WORK TO BE COMPLETED –
For the entries that follow, restate word for word the line containing "filename crates/ecs-deploy/src/deploy/provision.rs", the line containing "the created identifier.", and every line that lies between them.

Stored data entries:

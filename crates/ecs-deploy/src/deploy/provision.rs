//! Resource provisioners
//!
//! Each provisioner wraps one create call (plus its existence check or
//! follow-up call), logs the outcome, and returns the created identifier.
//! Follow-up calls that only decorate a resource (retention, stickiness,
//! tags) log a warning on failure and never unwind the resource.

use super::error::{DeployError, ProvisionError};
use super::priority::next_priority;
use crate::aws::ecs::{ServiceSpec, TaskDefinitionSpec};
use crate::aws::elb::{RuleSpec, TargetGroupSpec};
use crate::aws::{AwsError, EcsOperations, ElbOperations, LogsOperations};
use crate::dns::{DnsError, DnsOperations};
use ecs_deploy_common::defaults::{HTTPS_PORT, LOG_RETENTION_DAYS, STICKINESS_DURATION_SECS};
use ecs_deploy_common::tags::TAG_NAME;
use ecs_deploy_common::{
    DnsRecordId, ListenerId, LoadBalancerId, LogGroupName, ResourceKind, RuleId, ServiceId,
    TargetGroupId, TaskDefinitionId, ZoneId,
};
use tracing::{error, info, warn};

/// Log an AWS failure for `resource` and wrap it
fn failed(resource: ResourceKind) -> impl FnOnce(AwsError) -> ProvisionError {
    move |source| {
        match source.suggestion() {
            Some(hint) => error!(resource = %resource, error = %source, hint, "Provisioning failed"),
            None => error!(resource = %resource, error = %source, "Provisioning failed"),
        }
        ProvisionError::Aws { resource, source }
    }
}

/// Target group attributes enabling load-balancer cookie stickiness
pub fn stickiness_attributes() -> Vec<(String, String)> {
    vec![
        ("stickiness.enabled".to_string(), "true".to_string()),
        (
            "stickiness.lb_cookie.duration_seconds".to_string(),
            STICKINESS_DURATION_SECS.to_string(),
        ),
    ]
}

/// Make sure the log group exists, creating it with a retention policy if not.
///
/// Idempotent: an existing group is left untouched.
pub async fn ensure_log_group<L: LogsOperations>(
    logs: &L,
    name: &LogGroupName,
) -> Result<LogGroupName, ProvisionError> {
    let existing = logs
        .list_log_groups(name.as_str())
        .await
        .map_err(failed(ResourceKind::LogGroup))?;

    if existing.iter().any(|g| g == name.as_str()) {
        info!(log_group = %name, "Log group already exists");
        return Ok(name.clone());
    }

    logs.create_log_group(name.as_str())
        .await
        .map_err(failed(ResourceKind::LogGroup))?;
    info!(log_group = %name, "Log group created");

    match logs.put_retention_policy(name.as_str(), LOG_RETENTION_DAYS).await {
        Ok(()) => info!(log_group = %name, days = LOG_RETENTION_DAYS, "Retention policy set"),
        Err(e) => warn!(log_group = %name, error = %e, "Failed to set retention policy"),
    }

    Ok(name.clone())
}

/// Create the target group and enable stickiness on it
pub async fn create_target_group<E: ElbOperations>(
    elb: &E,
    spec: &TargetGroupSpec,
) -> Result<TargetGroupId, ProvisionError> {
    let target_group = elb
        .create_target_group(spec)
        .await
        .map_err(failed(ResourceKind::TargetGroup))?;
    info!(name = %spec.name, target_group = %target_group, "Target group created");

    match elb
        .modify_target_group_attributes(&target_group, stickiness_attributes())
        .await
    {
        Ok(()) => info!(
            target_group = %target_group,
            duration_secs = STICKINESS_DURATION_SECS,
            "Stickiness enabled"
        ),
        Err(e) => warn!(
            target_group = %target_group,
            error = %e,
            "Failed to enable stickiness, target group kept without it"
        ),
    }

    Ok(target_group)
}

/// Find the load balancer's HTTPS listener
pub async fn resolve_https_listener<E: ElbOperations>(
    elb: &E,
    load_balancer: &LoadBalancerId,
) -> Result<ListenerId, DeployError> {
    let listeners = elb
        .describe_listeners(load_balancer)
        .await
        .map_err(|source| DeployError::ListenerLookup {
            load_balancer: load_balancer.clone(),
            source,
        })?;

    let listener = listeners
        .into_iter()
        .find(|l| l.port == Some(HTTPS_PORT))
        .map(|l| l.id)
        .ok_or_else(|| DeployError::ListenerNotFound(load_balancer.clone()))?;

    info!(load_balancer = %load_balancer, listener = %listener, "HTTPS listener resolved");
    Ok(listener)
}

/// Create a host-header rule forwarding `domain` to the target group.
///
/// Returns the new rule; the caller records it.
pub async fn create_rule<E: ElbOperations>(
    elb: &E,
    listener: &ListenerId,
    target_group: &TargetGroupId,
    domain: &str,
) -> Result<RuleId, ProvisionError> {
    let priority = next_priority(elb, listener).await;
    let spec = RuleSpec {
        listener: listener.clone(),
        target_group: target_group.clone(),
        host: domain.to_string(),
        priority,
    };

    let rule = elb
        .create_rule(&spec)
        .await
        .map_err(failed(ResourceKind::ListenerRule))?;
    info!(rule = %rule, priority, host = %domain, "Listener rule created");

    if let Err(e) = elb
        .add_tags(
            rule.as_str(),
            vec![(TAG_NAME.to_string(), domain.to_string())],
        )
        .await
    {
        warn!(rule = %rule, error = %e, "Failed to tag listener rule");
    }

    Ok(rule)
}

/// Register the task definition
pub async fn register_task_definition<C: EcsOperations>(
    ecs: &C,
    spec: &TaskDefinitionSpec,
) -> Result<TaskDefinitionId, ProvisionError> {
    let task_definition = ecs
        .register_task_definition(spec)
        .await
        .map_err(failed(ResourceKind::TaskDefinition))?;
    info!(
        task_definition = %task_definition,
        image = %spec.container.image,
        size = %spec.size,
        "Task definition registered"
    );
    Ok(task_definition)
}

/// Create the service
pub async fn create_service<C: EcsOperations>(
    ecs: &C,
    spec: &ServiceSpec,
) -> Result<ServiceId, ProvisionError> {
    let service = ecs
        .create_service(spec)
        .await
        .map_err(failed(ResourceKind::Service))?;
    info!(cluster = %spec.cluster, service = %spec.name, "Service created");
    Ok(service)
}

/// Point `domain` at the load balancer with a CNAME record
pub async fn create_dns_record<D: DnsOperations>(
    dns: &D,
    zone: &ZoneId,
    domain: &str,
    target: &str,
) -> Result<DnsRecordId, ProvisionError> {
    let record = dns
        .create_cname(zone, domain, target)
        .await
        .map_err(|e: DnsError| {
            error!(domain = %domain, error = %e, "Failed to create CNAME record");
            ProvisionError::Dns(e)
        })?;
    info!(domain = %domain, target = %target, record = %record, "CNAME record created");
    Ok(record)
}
---
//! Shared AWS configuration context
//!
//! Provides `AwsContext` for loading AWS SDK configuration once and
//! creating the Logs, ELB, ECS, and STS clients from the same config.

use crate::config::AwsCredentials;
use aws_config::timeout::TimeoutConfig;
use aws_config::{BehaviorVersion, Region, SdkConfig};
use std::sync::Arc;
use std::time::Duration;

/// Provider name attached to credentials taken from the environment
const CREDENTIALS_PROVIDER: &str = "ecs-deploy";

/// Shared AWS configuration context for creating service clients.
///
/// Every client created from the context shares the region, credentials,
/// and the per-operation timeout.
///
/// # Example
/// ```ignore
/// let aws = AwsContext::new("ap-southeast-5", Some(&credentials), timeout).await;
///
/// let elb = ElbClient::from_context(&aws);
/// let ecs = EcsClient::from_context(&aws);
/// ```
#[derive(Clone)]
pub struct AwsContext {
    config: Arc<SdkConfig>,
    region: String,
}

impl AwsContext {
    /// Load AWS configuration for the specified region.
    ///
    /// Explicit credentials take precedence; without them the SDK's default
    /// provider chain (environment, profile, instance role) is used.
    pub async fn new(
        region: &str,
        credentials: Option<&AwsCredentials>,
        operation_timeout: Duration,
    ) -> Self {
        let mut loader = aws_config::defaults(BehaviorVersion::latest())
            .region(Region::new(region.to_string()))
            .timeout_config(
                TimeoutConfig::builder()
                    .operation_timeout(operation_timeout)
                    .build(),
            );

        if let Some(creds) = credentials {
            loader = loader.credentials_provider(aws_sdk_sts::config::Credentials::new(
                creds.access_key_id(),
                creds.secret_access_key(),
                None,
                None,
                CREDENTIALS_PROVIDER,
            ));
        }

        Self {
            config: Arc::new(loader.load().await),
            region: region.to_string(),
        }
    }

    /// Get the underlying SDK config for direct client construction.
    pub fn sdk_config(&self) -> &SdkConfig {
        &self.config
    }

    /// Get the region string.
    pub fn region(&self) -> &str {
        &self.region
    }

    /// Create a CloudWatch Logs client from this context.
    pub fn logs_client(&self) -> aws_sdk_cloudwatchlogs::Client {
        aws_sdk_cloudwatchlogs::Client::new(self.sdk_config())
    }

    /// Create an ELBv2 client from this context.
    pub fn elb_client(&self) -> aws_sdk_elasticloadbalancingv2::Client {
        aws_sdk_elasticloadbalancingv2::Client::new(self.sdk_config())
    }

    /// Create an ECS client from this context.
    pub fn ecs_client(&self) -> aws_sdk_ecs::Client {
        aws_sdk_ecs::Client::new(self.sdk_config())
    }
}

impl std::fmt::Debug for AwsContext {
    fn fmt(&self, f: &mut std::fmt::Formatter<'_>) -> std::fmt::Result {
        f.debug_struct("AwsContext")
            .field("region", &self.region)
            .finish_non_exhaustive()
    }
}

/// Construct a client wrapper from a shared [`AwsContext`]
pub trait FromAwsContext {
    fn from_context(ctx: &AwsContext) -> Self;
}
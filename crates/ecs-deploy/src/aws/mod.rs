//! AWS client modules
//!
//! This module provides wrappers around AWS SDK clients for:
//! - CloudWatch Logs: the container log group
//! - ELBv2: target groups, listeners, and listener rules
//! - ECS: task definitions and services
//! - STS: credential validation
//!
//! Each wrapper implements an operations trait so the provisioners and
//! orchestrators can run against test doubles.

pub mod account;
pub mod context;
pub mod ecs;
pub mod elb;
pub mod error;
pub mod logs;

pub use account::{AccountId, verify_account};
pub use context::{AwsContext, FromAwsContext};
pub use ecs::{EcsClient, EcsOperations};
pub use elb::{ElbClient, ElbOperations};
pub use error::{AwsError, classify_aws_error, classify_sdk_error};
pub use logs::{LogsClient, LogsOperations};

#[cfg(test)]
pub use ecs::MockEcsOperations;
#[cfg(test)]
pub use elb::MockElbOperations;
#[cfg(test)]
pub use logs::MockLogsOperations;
* * *
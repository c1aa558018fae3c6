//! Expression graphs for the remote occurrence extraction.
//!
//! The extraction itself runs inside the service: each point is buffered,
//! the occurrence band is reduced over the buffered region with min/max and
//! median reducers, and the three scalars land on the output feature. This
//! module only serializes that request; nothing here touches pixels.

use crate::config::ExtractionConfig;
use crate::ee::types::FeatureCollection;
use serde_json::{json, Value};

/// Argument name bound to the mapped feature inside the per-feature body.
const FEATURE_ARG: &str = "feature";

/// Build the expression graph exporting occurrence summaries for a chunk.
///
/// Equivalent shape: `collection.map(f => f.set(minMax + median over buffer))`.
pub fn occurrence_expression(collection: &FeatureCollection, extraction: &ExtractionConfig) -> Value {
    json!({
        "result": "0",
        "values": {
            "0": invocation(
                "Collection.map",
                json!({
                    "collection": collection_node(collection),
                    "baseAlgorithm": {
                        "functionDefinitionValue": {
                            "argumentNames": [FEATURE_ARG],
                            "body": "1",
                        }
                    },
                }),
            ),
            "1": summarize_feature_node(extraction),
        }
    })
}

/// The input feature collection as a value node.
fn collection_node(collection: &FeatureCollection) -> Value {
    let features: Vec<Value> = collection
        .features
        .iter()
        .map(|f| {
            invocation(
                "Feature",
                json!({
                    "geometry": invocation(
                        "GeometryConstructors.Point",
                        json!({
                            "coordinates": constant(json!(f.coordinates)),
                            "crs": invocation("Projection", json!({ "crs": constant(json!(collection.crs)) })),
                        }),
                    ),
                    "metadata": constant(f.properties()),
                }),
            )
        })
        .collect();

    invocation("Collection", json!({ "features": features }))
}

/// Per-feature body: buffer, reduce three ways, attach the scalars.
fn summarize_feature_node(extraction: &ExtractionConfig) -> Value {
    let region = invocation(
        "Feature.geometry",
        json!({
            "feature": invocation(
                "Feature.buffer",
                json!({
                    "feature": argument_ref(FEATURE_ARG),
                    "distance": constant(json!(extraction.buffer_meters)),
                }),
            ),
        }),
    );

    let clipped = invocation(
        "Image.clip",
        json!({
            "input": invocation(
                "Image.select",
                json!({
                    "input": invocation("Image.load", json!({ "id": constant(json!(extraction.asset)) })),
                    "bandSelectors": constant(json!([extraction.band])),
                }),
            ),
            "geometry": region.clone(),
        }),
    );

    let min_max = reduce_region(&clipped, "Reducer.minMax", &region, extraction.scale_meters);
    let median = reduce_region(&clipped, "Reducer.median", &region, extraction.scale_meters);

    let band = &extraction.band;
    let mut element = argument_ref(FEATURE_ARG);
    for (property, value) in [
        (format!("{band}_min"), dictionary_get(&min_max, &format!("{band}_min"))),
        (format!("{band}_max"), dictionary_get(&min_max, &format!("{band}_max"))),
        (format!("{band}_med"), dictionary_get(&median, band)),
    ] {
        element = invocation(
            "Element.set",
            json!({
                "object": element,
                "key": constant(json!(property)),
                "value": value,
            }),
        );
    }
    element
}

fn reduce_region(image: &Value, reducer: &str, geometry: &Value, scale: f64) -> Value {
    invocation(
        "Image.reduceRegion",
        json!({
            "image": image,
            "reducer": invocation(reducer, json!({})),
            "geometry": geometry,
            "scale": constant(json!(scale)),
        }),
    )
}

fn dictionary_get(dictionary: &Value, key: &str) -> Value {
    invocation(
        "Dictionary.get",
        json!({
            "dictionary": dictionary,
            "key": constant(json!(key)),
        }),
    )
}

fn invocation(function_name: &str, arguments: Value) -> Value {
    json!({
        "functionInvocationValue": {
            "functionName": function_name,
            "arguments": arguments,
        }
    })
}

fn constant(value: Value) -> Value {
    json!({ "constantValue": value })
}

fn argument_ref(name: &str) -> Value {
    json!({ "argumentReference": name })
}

RESPONSE TO THE TASK –
filename crates/ecs-deploy/src/deploy/provision.rs
//! Resource provisioners
//!
//! Each provisioner wraps one create call (plus its existence check or
//! follow-up call), logs the outcome, and returns the created identifier.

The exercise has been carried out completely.